The curved exterior of Manners Mansion is a common feature of Art Deco buildings.
Photo: Brett McDougall.

As an architectural style, Art Deco was influenced by Cubism and the Arts and Crafts Movement, as well as the Beaux-Arts movement that preceded it. The movement was infused with the spirit of modernity and, in rejecting the immediate past, it favoured the reimagination of symbols and elements from ancient cultures such as the Egyptians, Greeks, and Mayans. It took these decorative elements and merged them with a new modern form, mixing geometric and organic shapes.

Art Deco is a departure from the past, but it does so by bringing classical, organic, and modern forms together. It is decorative, featuring leaves, flowers, and symbols that intertwine, but still practical with its spacious forms and attention to how users of the space might feel inside it.

At the Paris exhibition in 1925, it formed one of two dominant schools and faced critique from the likes of Melnikov and LeCorbusier as still being emblematic of the past and mere 'decoration'. And in some ways this was the case; there is a certain frivolity to the style of Art Deco.

“Art Deco is the birth of a flower; it was a movement of ideas, an architecture of buds; curls, swirls, and newborn petals.” – Barbara Adair, In the Shadow of the Springs I Saw


But where we differ from the critiques of these modernist architects is in the idea that Art Deco is 'mere decoration'. As writer Saidiya Hartman says, "Beauty is not a luxury, rather it is a way of creating possibility in the space of enclosure, a radical act of subsistence, an embrace of our terribleness, a transfiguration of the given.

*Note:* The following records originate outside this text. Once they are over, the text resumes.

// ============================================================================
//  CLEAN MODULE BOUNDARIES
// ============================================================================

//! Core domain layer for Graft.
//!
//! This module contains pure business logic with ZERO side effects.
//! All I/O (disk reads, writes, process spawning) happens behind ports
//! defined in the application layer.
//!
//! ## Hexagonal Architecture Compliance
//!
//! - **No async**: Domain logic is synchronous
//! - **No I/O**: No filesystem, network, or external calls
//! - **No heavy crates**: std + thiserror + serde for the data model
//! - **Immutable entities**: All domain objects are Clone + PartialEq
//! - **Rich domain model**: Behavior lives in entities, not services
//!
// Public API - what the world sees
pub mod analyzer;
pub mod condition;
pub mod context;
pub mod entities;
pub mod error;
pub mod mutate;
pub mod template;
pub mod value_objects;

// Re-exports for convenience
pub use analyzer::{Footprint, analyze};
pub use context::ExecutionContext;
pub use entities::{
    action::{Action, ActionKind, ConflictResolution, ImportSpec, WrapSpec},
    blueprint::{Blueprint, BlueprintBuilder},
    common::{FileState, RelativePath},
};
pub use error::{DomainError, ErrorCategory};
pub use mutate::Rewrite;
pub use value_objects::{AppendFallback, ArrayMergePolicy, ConflictStrategy};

It is a will to adorn, a proclivity for the baroque, and the love of too much." This is what Art Deco does. It creates possibilities for a fuller life – one where beauty is not superfluous, but invites us to give more.

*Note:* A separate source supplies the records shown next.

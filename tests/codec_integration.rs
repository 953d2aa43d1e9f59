//! Integration tests: Request/Response → wire bytes → Request/Response.

use std::sync::Arc;
use std::thread;

use serde::{Deserialize, Serialize};
use tagwire::{
    AnyValue, Codec, Error, JsonCodec, Message, MessageKind, Payload, Request, Response,
    TypeRegistry,
};

// ── Shared domain types ───────────────────────────────────────

#[derive(Debug, Clone, PartialEq, Serialize, Deserialize)]
struct Order {
    id: u64,
    items: Vec<String>,
    note: Option<String>,
}

#[derive(Debug, Clone, PartialEq, Serialize, Deserialize)]
enum Status {
    Pending,
    Shipped { tracking: String },
}

fn registry() -> Arc<TypeRegistry> {
    let mut reg = TypeRegistry::with_builtins();
    reg.register::<Order>("shop.Order").unwrap();
    reg.register::<Status>("shop.Status").unwrap();
    Arc::new(reg)
}

fn codec() -> JsonCodec {
    JsonCodec::new(registry())
}

// ── Scenarios ─────────────────────────────────────────────────

#[test]
fn calculator_add_round_trip() {
    let c = codec();
    let req = Request::new("Calculator.Add", vec![AnyValue::new(3i32), AnyValue::new(4i32)]);

    let wire = c.encode(&Message::Request(req)).unwrap();
    let back = c.decode_request(&wire[..]).unwrap();

    assert_eq!(back.service_id, "Calculator.Add");
    let args: Vec<i32> = back
        .arguments
        .iter()
        .map(|a| *a.downcast_ref::<i32>().expect("integer argument"))
        .collect();
    assert_eq!(args, vec![3, 4]);
}

#[test]
fn string_response_round_trip() {
    let c = codec();
    let wire = c.encode(&Message::Response(Response::new("ok"))).unwrap();
    let back = c.decode(Payload::Bytes(&wire), MessageKind::Response).unwrap();

    let Message::Response(resp) = back else {
        panic!("expected a response");
    };
    assert_eq!(resp.result.downcast_ref::<String>().map(String::as_str), Some("ok"));
}

#[test]
fn heterogeneous_arguments_keep_order_and_type() {
    let c = codec();
    let order = Order {
        id: 42,
        items: vec!["kibble".into(), "bowl".into()],
        note: None,
    };
    let req = Request::new("Shop.Place", Vec::new())
        .arg(AnyValue::new(order.clone()))
        .arg("express")
        .arg(AnyValue::new(Status::Shipped {
            tracking: "TRK-1".into(),
        }));

    let wire = c.encode_request(&req).unwrap();
    let back = c.decode_request(&wire[..]).unwrap();

    assert_eq!(back.arguments.len(), 3);
    assert_eq!(back.arguments[0].downcast_ref::<Order>(), Some(&order));
    assert_eq!(
        back.arguments[1].downcast_ref::<String>().map(String::as_str),
        Some("express")
    );
    assert_eq!(
        back.arguments[2].downcast_ref::<Status>(),
        Some(&Status::Shipped {
            tracking: "TRK-1".into()
        })
    );
}

#[test]
fn custom_type_key_is_on_the_wire() {
    let c = codec();
    let wire = c
        .encode_response(&Response::new(AnyValue::new(Status::Pending)))
        .unwrap();
    let text = std::str::from_utf8(&wire).unwrap();
    assert_eq!(text, r#"{"Type":"shop.Status","Content":"Pending"}"#);
}

#[test]
fn void_response_round_trip() {
    let c = codec();
    let wire = c.encode_response(&Response::void()).unwrap();
    let back = c.decode_response(&wire[..]).unwrap();
    assert!(back.result.is::<()>());
}

#[test]
fn empty_argument_list_round_trip() {
    let c = codec();
    let wire = c.encode_request(&Request::new("Health.Ping", Vec::new())).unwrap();
    let back = c.decode_request(&wire[..]).unwrap();
    assert_eq!(back.service_id, "Health.Ping");
    assert!(back.arguments.is_empty());
}

#[test]
fn peer_without_registration_cannot_decode() {
    let sender = codec();
    let receiver = JsonCodec::new(Arc::new(TypeRegistry::with_builtins()));

    let wire = sender
        .encode_request(&Request::new("Shop.Place", Vec::new()).arg(AnyValue::new(Status::Pending)))
        .unwrap();
    let err = receiver.decode_request(&wire[..]).unwrap_err();
    match err {
        Error::UnknownType(key) => assert_eq!(key, "shop.Status"),
        other => panic!("expected UnknownType, got {other:?}"),
    }
}

#[test]
fn content_of_wrong_shape_is_reported() {
    let c = codec();
    let err = c
        .decode_response(r#"{"Type":"shop.Order","Content":{"id":"not a number"}}"#)
        .unwrap_err();
    assert!(matches!(err, Error::Content { ref key, .. } if key == "shop.Order"));
    assert!(std::error::Error::source(&err).is_some());
}

#[test]
fn fast_path_hands_back_same_message() {
    let c = codec();
    let msg = Message::Response(Response::new(7u8));
    let out = c.decode(Payload::from(msg), MessageKind::Response).unwrap();
    assert_eq!(out.kind(), MessageKind::Response);
    let resp = out.into_response().unwrap();
    assert_eq!(resp.result.downcast_ref::<u8>(), Some(&7));
}

#[test]
fn array_payload_is_unsupported() {
    let err = codec().decode_request("[1, 2, 3]").unwrap_err();
    assert_eq!(err.to_string(), "unsupported payload type: array");
}

#[test]
fn codec_is_shareable_across_threads() {
    let c: Arc<dyn Codec> = Arc::new(codec());
    let handles: Vec<_> = (0..4i64)
        .map(|n| {
            let c = Arc::clone(&c);
            thread::spawn(move || {
                let req = Request::new(format!("Worker.{n}"), Vec::new()).arg(n);
                let wire = c.encode(&Message::Request(req)).unwrap();
                let back = c
                    .decode(Payload::Bytes(&wire), MessageKind::Request)
                    .unwrap()
                    .into_request()
                    .unwrap();
                (back.service_id, *back.arguments[0].downcast_ref::<i64>().unwrap())
            })
        })
        .collect();

    for (n, h) in handles.into_iter().enumerate() {
        let (service, value) = h.join().unwrap();
        assert_eq!(service, format!("Worker.{n}"));
        assert_eq!(value, n as i64);
    }
}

Art Deco comes to Johannesburg

Astor Mansions is one of the most distinct Art Deco buildings in Joburg. Photo: Brett McDougall.

After the mining boom in Johannesburg, the economy was erupting, and with it, new buildings were being erected with confidence and zeal – proclaiming Johannesburg as a 'modern city'. Art Deco was one of the styles that captured the imagination of the city.

Kathy Munro, chairperson of the Heritage Association of South Africa and vice chair of the Johannesburg Heritage Foundation, says of this period, "What is unique and remarkable for Joburg is that in a short period of time – a mere six to 10 years – the city was rebuilt and reborn, abandoning Edwardian styles. It is equally remarkable that so many of these buildings still remain."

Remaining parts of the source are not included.